Cette majuscule qui précède le nom des rôles, des fonctions et qui inaugure chaque sous-titre d’un reportage lorsque l’on présente une interview, a pris la première place dans le dernier roman de Philippe Claudel : « L’Enquête » (Stock 2010).
Une enquête, menée dans une entreprise improbable où les suicides se succèdent, par un Enquêteur qui cherche un Coupable, en trouvant en désespoir de cause à se loger dans un hôtel absurde où une Géante lui accorde une chambre trop grande ou trop étroite, avant de subir lui-même la colère du Policier et la perversité du Guide, de rencontrer le Responsable qui le mènera peut-être au Fondateur, tout en subissant l’humiliation du Serveur, devient un jeu de piste, où beaucoup de prisonniers de leur vie quotidienne se retrouveront.

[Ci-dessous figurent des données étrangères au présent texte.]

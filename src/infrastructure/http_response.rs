// HTTP response utilities for HTML fragments and JSON errors
use crate::domain::error::DashboardError;
use axum::{
    http::StatusCode,
    response::{Html, IntoResponse, Response},
    Json,
};
use maud::Markup;
use serde_json::json;

/// Serve a rendered fragment or page as `text/html`
pub fn html_response(markup: Markup) -> Response {
    Html(markup.into_string()).into_response()
}

impl DashboardError {
    pub fn status(&self) -> StatusCode {
        match self {
            DashboardError::UnknownOption { .. } => StatusCode::NOT_FOUND,
            DashboardError::InvalidDefault { .. } | DashboardError::SeriesLength { .. } => {
                StatusCode::INTERNAL_SERVER_ERROR
            }
        }
    }
}

impl IntoResponse for DashboardError {
    fn into_response(self) -> Response {
        let status = self.status();
        if status.is_server_error() {
            tracing::error!(error = %self, "Request failed");
        } else {
            tracing::warn!(error = %self, "Request rejected");
        }
        (status, Json(json!({ "error": self.to_string() }))).into_response()
    }
}
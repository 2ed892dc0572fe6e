// Main entry point - Dependency injection and server setup
mod application;
mod domain;
mod infrastructure;
mod presentation;

use std::{net::SocketAddr, sync::Arc};

use anyhow::Context;

use crate::application::dashboard_service::DashboardService;
use crate::application::navigation_service::NavigationService;
use crate::domain::dataset::DashboardDataset;
use crate::domain::layout::{dashboard_tabs, tab_ids};
use crate::infrastructure::config::load_dashboard_config;
use crate::infrastructure::logging::init_tracing;
use crate::presentation::app_state::AppState;
use crate::presentation::router::build_router;

#[tokio::main]
async fn main() -> anyhow::Result<()> {
    init_tracing();

    let config = load_dashboard_config()?;

    // A malformed dataset stops startup here
    let dashboard_service = DashboardService::new(DashboardDataset::fiscal_2021())
        .context("Failed to build dashboard payloads")?;

    let navigation_service = NavigationService::new(
        tab_ids(),
        &config.navigation.default_tab,
        config.navigation.fiscal_years.clone(),
        &config.navigation.default_fiscal_year,
    )?;

    let state = Arc::new(AppState {
        dashboard_service,
        navigation_service,
        page: config.page.clone(),
        tabs: dashboard_tabs(),
    });

    let router = build_router(state);

    let addr: SocketAddr = config
        .server
        .bind
        .parse()
        .with_context(|| format!("Invalid bind address {}", config.server.bind))?;
    tracing::info!(%addr, title = %config.page.title, "Starting bi-dashboard service");

    axum::serve(tokio::net::TcpListener::bind(addr).await?, router).await?;

    Ok(())
}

Munis d’une l’Autorisation Exceptionnelle, celle d’un pass navigo par exemple, nous errons sans fin pour mener à bien notre recherche, munis d’un sésame qui nous permet d’ouvrir les portes automatiques et, comme le personnage de Philipe Claudel, nous cherchons à comprendre, d’abord là où il n’y a justement rien à comprendre et tout à perdre, dans l’ordre ou le désordre des mots : le Temps ou la Vie.
« L’Enquêteur regarda si sa blouse était correctement boutonnée, si son badge était bien droit. Il replaça son casque qui avait toujours tendance à glisser, puis il frappa à la porte, trois coups brefs. Celle-ci, comme par magie, s’ouvrit dans le plus parfait silence. Il fut accueilli par une lumière violente, un projecteur peut-être, dirigé vers lui, et qui l’aveuglait. Il cligna des yeux, mit sa main droite devant eux et il entendit une voix forte lui lancer : « Entrez ! Entrez donc ! Avancez ! Mais avancez voyons ! N’ayez pas peur ! »
Mais pourquoi avons-nous donc tellement peur ? Même d’une tendresse inattendue ?
« Au fond, se dit l’Enquêteur, c’était peut-être là une autre forme de torture. L’extrême gentillesse, l’amabilité outrée, non motivée, ridiculement hyperbolique, rejoignaient la brutalité, les mauvais traitements, l’indifférence, les chicaneries, l’absurde… ».
Je ne veux plus qu’on me parle d’élections et de nominations ! D’ailleurs : ”C’est en ne cherchant pas que tu trouveras”.